Disclaimer: The contents of this website are mine personally and do not reflect any position of the U.S. government or the Peace Corps.
A few brief paragraphs cannot possibly express the extent of my gratitude towards my grade seven learners for an incredible (and challenging) year together. But after everything, my unexplained absence in term two, my raising my voice more than a few times, and a canceled farewell, these kids continue to demonstrate joy and appreciation for the small things. They celebrate the end of exams and by extent the end of primary school by scrawling on the chalkboard #pensdown #robapen (break pen) and quite literally dancing to the beat of their own drums as they pound their hands on the tables.
One of my favorite parts of the end of the school year was always getting my yearbook signed by my teachers. Getting someone I admired to commemorate that year with a special note put a smile on my face, and these notes in my yearbook continue to be treasures that I cherish when I need a bit of motivation. Although my learners don’t have expensive yearbooks to sign, I adapted this tradition with the use of a pen, markers and a sheet of A4 paper. I wrote 62 unique letters, hoping to convey even a tiny piece of the love that I share with all of them (even the troublemakers).

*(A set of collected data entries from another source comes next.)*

use thiserror::Error;

#[derive(Debug, Error)]
pub enum PipelineError {
    #[error(transparent)]
    Store(#[from] cortex_store::StoreError),

    #[error(transparent)]
    Agent(#[from] cortex_agents::AgentError),

    #[error("clarification request {0} not found")]
    RequestNotFound(i64),

    #[error("request {0} is no longer pending")]
    RequestNotPending(i64),

    #[error("invalid input: {0}")]
    Invalid(String),

    #[error("serialization error: {0}")]
    Serialization(#[from] serde_json::Error),
}

impl From<PipelineError> for cortex_core::CortexError {
    fn from(e: PipelineError) -> Self {
        match e {
            PipelineError::Store(s) => s.into(),
            PipelineError::Agent(a) => a.into(),
            PipelineError::RequestNotFound(id) => {
                cortex_core::CortexError::NotFound(format!("human request {id}"))
            }
            PipelineError::RequestNotPending(id) => cortex_core::CortexError::Conflict { id },
            PipelineError::Invalid(msg) => cortex_core::CortexError::Validation(msg),
            PipelineError::Serialization(e) => e.into(),
        }
    }
}

pub type Result<T> = std::result::Result<T, PipelineError>;
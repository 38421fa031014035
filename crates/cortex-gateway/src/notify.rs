//! Channel-routed delivery for pipeline notifications.

use std::sync::Arc;

use async_trait::async_trait;
use dashmap::DashMap;
use tracing::debug;

use cortex_channels::NotificationService;
use cortex_core::{ChannelContext, ChannelKind};
use cortex_pipeline::Notifier;

/// Sends pipeline messages back to where the request came from: Telegram
/// chats get a Bot API message, web sessions get a queued notification.
pub struct GatewayNotifier {
    service: Arc<NotificationService>,
    web_queue: Arc<DashMap<String, Vec<String>>>,
}

impl GatewayNotifier {
    pub fn new(
        service: Arc<NotificationService>,
        web_queue: Arc<DashMap<String, Vec<String>>>,
    ) -> Self {
        Self { service, web_queue }
    }
}

#[async_trait]
impl Notifier for GatewayNotifier {
    async fn notify(&self, ctx: &ChannelContext, message: &str) {
        match ctx.channel {
            ChannelKind::Telegram => {
                // Result is logged by the service; failures never bubble up.
                let _ = self
                    .service
                    .send_telegram(message, ctx.channel_id.as_deref())
                    .await;
            }
            ChannelKind::Web => {
                let key = ctx.channel_id.clone().unwrap_or_else(|| "web".to_string());
                self.web_queue.entry(key).or_default().push(message.to_string());
                debug!("web notification queued");
            }
        }
    }
}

When the kids finished writing their history paper they were eager to run home, no longer primary school students, but at my behest they stuck around for another 10 minutes and a brief reflection on the year. Their reaction to personal letters was beyond anything I could have imagined, pushing me to the brink of joyous tears; my heart so full there was nowhere for it to spill but back into the universe.
We shoved our way outside where the kids hammed it up for the camera, asked for my number (a decision I may or may not regret…), and gave me some of the best hugs ever.
This year was never about me. This job was never about me. The exhausting work I do is for these kids, to bring them a sense of confidence and for them to know that someone believes in them despite their circumstances. My students remind me daily that it is not through grand gestures that cost thousands of dollars that we impact each other but through our small actions that we effect change.
Some of my learners may never finish high school, some may go work on the farms, some may become pregnant as teenagers, some may go on to vocational colleges or even university, but hopefully all of them remember that they once had a teacher from America who laughed at herself and believed that they could all achieve anything they put their minds to.